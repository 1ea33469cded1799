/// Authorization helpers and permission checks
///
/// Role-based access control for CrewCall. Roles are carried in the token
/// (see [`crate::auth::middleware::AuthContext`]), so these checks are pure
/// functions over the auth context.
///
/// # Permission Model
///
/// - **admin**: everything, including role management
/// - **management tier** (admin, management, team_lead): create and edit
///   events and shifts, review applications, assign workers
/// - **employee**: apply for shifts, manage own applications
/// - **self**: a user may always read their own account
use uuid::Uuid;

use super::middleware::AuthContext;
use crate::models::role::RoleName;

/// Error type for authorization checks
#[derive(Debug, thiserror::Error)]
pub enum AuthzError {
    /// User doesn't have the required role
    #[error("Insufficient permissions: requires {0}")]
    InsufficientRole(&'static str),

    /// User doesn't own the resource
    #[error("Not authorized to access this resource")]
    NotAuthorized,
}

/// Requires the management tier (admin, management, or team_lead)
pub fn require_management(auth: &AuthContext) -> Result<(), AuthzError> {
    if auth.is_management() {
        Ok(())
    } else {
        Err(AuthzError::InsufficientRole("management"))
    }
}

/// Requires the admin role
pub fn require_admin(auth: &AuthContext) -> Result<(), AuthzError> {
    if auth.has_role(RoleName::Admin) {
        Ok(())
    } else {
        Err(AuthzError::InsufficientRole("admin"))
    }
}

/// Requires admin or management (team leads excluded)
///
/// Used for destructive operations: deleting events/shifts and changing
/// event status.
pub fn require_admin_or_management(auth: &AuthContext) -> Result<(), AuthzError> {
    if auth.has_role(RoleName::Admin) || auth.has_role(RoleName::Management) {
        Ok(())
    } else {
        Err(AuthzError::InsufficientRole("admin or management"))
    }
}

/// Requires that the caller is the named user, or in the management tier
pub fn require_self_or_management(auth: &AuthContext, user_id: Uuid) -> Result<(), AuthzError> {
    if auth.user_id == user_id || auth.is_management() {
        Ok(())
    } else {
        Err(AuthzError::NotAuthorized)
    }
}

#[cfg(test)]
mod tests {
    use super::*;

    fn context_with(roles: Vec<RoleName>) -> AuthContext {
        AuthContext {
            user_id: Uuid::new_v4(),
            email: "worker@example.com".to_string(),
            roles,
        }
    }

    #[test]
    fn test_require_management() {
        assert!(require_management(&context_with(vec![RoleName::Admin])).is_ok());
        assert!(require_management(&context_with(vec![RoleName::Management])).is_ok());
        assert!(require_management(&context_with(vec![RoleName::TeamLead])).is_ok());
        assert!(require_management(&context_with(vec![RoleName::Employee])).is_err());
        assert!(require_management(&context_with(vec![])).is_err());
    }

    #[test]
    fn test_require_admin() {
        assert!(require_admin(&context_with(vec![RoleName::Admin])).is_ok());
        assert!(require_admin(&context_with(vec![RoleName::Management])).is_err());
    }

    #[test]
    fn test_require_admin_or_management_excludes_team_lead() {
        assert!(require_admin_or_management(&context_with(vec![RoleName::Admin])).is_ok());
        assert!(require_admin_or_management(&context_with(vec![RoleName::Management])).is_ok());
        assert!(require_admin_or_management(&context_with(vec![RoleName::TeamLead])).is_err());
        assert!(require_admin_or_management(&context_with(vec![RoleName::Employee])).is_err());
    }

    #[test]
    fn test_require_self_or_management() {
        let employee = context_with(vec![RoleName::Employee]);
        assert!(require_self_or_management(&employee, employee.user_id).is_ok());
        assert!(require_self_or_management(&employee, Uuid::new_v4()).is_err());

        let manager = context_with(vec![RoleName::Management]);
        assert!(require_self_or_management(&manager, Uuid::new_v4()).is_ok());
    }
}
+++
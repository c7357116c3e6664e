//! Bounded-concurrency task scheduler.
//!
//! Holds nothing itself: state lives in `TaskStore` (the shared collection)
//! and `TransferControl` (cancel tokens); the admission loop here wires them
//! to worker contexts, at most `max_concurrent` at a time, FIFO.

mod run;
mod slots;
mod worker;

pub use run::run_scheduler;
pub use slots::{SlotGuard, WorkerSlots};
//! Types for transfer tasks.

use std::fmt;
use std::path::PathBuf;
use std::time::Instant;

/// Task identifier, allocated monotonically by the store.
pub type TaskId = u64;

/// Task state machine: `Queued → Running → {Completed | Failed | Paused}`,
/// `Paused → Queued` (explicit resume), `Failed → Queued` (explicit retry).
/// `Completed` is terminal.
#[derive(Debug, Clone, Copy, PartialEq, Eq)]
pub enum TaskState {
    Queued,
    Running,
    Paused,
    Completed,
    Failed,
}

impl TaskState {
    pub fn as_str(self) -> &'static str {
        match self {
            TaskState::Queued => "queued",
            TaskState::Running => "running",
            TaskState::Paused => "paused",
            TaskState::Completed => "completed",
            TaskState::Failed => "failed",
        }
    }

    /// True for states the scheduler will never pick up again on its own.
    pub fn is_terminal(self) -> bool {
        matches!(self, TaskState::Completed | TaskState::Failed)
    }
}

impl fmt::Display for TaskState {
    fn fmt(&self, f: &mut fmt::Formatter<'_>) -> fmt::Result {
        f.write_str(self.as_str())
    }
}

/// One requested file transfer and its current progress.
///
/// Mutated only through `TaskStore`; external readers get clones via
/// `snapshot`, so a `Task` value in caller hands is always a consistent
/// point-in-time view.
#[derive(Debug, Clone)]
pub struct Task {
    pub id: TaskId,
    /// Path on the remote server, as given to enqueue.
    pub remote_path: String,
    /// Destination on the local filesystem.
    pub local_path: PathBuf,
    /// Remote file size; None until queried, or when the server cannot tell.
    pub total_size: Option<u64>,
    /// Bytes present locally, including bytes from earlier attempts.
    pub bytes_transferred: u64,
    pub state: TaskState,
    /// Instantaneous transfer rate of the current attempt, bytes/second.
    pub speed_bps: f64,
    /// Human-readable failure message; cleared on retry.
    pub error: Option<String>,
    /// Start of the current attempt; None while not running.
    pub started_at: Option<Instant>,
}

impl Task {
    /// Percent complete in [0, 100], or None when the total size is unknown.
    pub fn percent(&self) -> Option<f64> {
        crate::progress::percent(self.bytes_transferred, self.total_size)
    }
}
+++
> _YOUR OBJECTIVE_
Your task is to copy every line in the entries that holds the string "TaskStore".

> _RESPONSE BOX_
//! Holds nothing itself: state lives in `TaskStore` (the shared collection)
/// Mutated only through `TaskStore`; external readers get clones via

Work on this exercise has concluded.